Records for processing: Begin

// SPDX-License-Identifier: MPL-2.0
//! Rendering of the board as an overlay.
//!
//! Each container becomes a column anchored to its screen position; the
//! columns are stacked on top of each other so they can be layered over the
//! application content.

use super::board::{Board, Container};
use super::toast::{Toast, ToastId};
use crate::ui::design_tokens::{
    border, opacity, palette, radius, shadow, sizing, spacing, typography,
};
use iced::widget::{container, mouse_area, progress_bar, text, Column, Row, Stack, Text};
use iced::{alignment, mouse, Background, Border, Color, Element, Length, Theme};

/// Glyph shown on toasts that close on click.
const CLOSE_GLYPH: &str = "\u{00D7}";

/// Interactions emitted by the overlay.
#[derive(Debug, Clone, Copy, PartialEq, Eq)]
pub enum Message {
    Clicked(ToastId),
    Hovered(ToastId, bool),
}

/// Renders every container of the board, each anchored to its position.
pub fn overlay(board: &Board) -> Element<'_, Message> {
    if board.is_empty() {
        // Takes no space when nothing is attached
        return container(text(""))
            .width(Length::Shrink)
            .height(Length::Shrink)
            .into();
    }

    let layers: Vec<Element<'_, Message>> =
        board.containers().iter().map(view_container).collect();

    Stack::with_children(layers)
        .width(Length::Fill)
        .height(Length::Fill)
        .into()
}

fn view_container(group: &Container) -> Element<'_, Message> {
    let position = group.position();
    let cards: Vec<Element<'_, Message>> = group.toasts().iter().map(view_toast).collect();

    let column = Column::with_children(cards)
        .spacing(spacing::XS)
        .align_x(position.horizontal());

    container(column)
        .width(Length::Fill)
        .height(Length::Fill)
        .align_x(position.horizontal())
        .align_y(position.vertical())
        .padding(spacing::MD)
        .into()
}

/// What a card draws and which interactions it reports.
#[derive(Debug, Clone, Copy, PartialEq)]
struct Card {
    close_glyph: bool,
    progress: Option<f32>,
    on_press: Option<Message>,
    on_enter: Message,
    on_exit: Message,
}

impl Card {
    fn of(toast: &Toast) -> Self {
        let id = toast.id();
        Self {
            close_glyph: toast.can_close(),
            progress: toast.show_progress().then_some(toast.progress()),
            // A leaving toast no longer reacts to clicks
            on_press: (toast.can_close() && !toast.is_leaving()).then_some(Message::Clicked(id)),
            on_enter: Message::Hovered(id, true),
            on_exit: Message::Hovered(id, false),
        }
    }
}

/// Renders a single toast card.
pub fn view_toast(toast: &Toast) -> Element<'_, Message> {
    let card = Card::of(toast);
    let alpha = toast.opacity();

    let message = Text::new(toast.text())
        .size(typography::BODY)
        .width(Length::Fill)
        .style(move |theme: &Theme| text::Style {
            color: Some(with_alpha(theme.palette().text, alpha)),
        });

    let mut header = Row::new()
        .spacing(spacing::SM)
        .align_y(alignment::Vertical::Center)
        .push(message);

    if card.close_glyph {
        let glyph_style = move |theme: &Theme| text::Style {
            color: Some(with_alpha(theme.palette().text, alpha * opacity::OVERLAY_HOVER)),
        };
        header = header.push(
            Text::new(CLOSE_GLYPH)
                .size(typography::BODY_LG)
                .style(glyph_style),
        );
    }

    let mut body = Column::new().spacing(spacing::XS).push(header);

    if let Some(progress) = card.progress {
        body = body.push(
            progress_bar(0.0..=1.0, progress)
                .girth(sizing::PROGRESS_HEIGHT)
                .style(move |theme: &Theme| progress_style(theme, alpha)),
        );
    }

    let frame = container(body)
        .width(Length::Fixed(sizing::TOAST_WIDTH))
        .padding(spacing::SM)
        .style(move |theme: &Theme| toast_container_style(theme, alpha));

    let area = mouse_area(frame)
        .on_enter(card.on_enter)
        .on_exit(card.on_exit);

    match card.on_press {
        Some(message) => area
            .on_press(message)
            .interaction(mouse::Interaction::Pointer)
            .into(),
        None => area.into(),
    }
}

fn with_alpha(color: Color, alpha: f32) -> Color {
    Color {
        a: color.a * alpha,
        ..color
    }
}

/// Style function for the toast card.
fn toast_container_style(theme: &Theme, alpha: f32) -> container::Style {
    let palette = theme.extended_palette();
    let background = with_alpha(palette.background.base.color, alpha * opacity::SURFACE);

    container::Style {
        background: Some(Background::Color(background)),
        border: Border {
            color: with_alpha(palette.primary.base.color, alpha),
            width: border::WIDTH_MD,
            radius: radius::MD.into(),
        },
        shadow: iced::Shadow {
            color: with_alpha(shadow::MD.color, alpha * opacity::OVERLAY_SUBTLE),
            ..shadow::MD
        },
        text_color: Some(with_alpha(theme.palette().text, alpha)),
        ..Default::default()
    }
}

/// Style function for the countdown bar.
fn progress_style(theme: &Theme, alpha: f32) -> progress_bar::Style {
    progress_bar::Style {
        background: Background::Color(with_alpha(
            palette::GRAY_400,
            alpha * opacity::OVERLAY_SUBTLE,
        )),
        bar: Background::Color(with_alpha(theme.palette().primary, alpha)),
        border: Border {
            radius: radius::SM.into(),
            ..Default::default()
        },
    }
}

#[cfg(test)]
mod tests {
    use super::*;
    use crate::toasts::options::Options;
    use std::time::Instant;

    #[test]
    fn toast_container_style_fades_with_alpha() {
        let theme = Theme::Dark;
        let opaque = toast_container_style(&theme, 1.0);
        let faded = toast_container_style(&theme, 0.5);

        assert!(opaque.background.is_some());
        assert!(faded.border.color.a < opaque.border.color.a);
        assert_eq!(opaque.border.width, border::WIDTH_MD);
    }

    #[test]
    fn transparent_toast_has_transparent_bar() {
        let style = progress_style(&Theme::Light, 0.0);
        assert!(matches!(style.bar, Background::Color(color) if color.a == 0.0));
    }

    #[test]
    fn with_alpha_scales_existing_alpha() {
        let color = with_alpha(
            Color {
                a: 0.5,
                ..palette::WHITE
            },
            0.5,
        );
        assert_eq!(color.a, 0.25);
    }

    #[test]
    fn closable_card_has_glyph_and_click() {
        let mut board = Board::new();
        let id = board.show(Options::new("a"), Instant::now());

        let card = Card::of(board.get(id).unwrap());
        assert!(card.close_glyph);
        assert_eq!(card.on_press, Some(Message::Clicked(id)));
    }

    #[test]
    fn locked_card_has_no_glyph_and_ignores_clicks() {
        let mut board = Board::new();
        let id = board.show(Options::new("a").can_close(false), Instant::now());

        let card = Card::of(board.get(id).unwrap());
        assert!(!card.close_glyph);
        assert_eq!(card.on_press, None);
    }

    #[test]
    fn leaving_card_stops_accepting_clicks() {
        let now = Instant::now();
        let mut board = Board::new();
        let id = board.show(Options::new("a"), now);
        board.remove(id, now);

        let card = Card::of(board.get(id).unwrap());
        assert!(card.close_glyph);
        assert_eq!(card.on_press, None);
    }

    #[test]
    fn progress_bar_follows_show_progress() {
        let now = Instant::now();
        let mut board = Board::new();
        let with_bar = board.show(Options::new("a"), now);
        let without_bar = board.show(Options::new("b").show_progress(false), now);

        assert_eq!(Card::of(board.get(with_bar).unwrap()).progress, Some(1.0));
        assert_eq!(Card::of(board.get(without_bar).unwrap()).progress, None);
    }

    #[test]
    fn card_reports_hover_for_its_own_toast() {
        let mut board = Board::new();
        let id = board.show(Options::new("a"), Instant::now());

        let card = Card::of(board.get(id).unwrap());
        assert_eq!(card.on_enter, Message::Hovered(id, true));
        assert_eq!(card.on_exit, Message::Hovered(id, false));
    }
}
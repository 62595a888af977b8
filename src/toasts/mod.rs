// SPDX-License-Identifier: MPL-2.0
//! Toast notifications grouped in position-keyed containers.
//!
//! A toast appears in a corner of the window, optionally closes itself after
//! a delay while a progress bar counts down, and can be dismissed by a click.
//!
//! # Components
//!
//! - [`position`] - Screen anchors shared by toasts and containers
//! - [`options`] - Construction options, partial updates and defaults
//! - [`countdown`] - Pausable auto-close timer
//! - [`toast`] - A single toast element and its lifecycle phase
//! - [`board`] - Containers and the toast lifecycle operations
//! - [`view`] - Iced overlay rendering
//!
//! # Usage
//!
//! ```ignore
//! use iced_toast::toasts::{Board, Options, Position, Update};
//! use std::time::Instant;
//!
//! let mut board = Board::new();
//! let id = board.show(Options::new("Saved").position(Position::BottomRight), Instant::now());
//!
//! // Later, from the update loop
//! board.update(id, Update::new().text("Saved twice"), Instant::now());
//! board.tick(Instant::now());
//!
//! // In the view function, layer the overlay over the content
//! let overlay = iced_toast::toasts::view::overlay(&board).map(Message::Toast);
//! ```

pub mod board;
pub mod countdown;
pub mod options;
pub mod position;
pub mod toast;
pub mod view;

pub use board::{Board, Container, IDLE_TICK, PROGRESS_TICK};
pub use countdown::Countdown;
pub use options::{AutoClose, OnClose, Options, Update, DEFAULT_AUTO_CLOSE};
pub use position::Position;
pub use toast::{Phase, Toast, ToastId, TRANSITION};
pub use view::Message;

Records for processing: End

Quote every line of the records above, from the first down to the one holding "to its position.", exactly as written.

// SPDX-License-Identifier: MPL-2.0
//! Rendering of the board as an overlay.
//!
//! Each container becomes a column anchored to its screen position; the
//! columns are stacked on top of each other so they can be layered over the
//! application content.

use super::board::{Board, Container};
use super::toast::{Toast, ToastId};
use crate::ui::design_tokens::{
    border, opacity, palette, radius, shadow, sizing, spacing, typography,
};
use iced::widget::{container, mouse_area, progress_bar, text, Column, Row, Stack, Text};
use iced::{alignment, mouse, Background, Border, Color, Element, Length, Theme};

/// Glyph shown on toasts that close on click.
const CLOSE_GLYPH: &str = "\u{00D7}";

/// Interactions emitted by the overlay.
#[derive(Debug, Clone, Copy, PartialEq, Eq)]
pub enum Message {
    Clicked(ToastId),
    Hovered(ToastId, bool),
}

/// Renders every container of the board, each anchored to its position.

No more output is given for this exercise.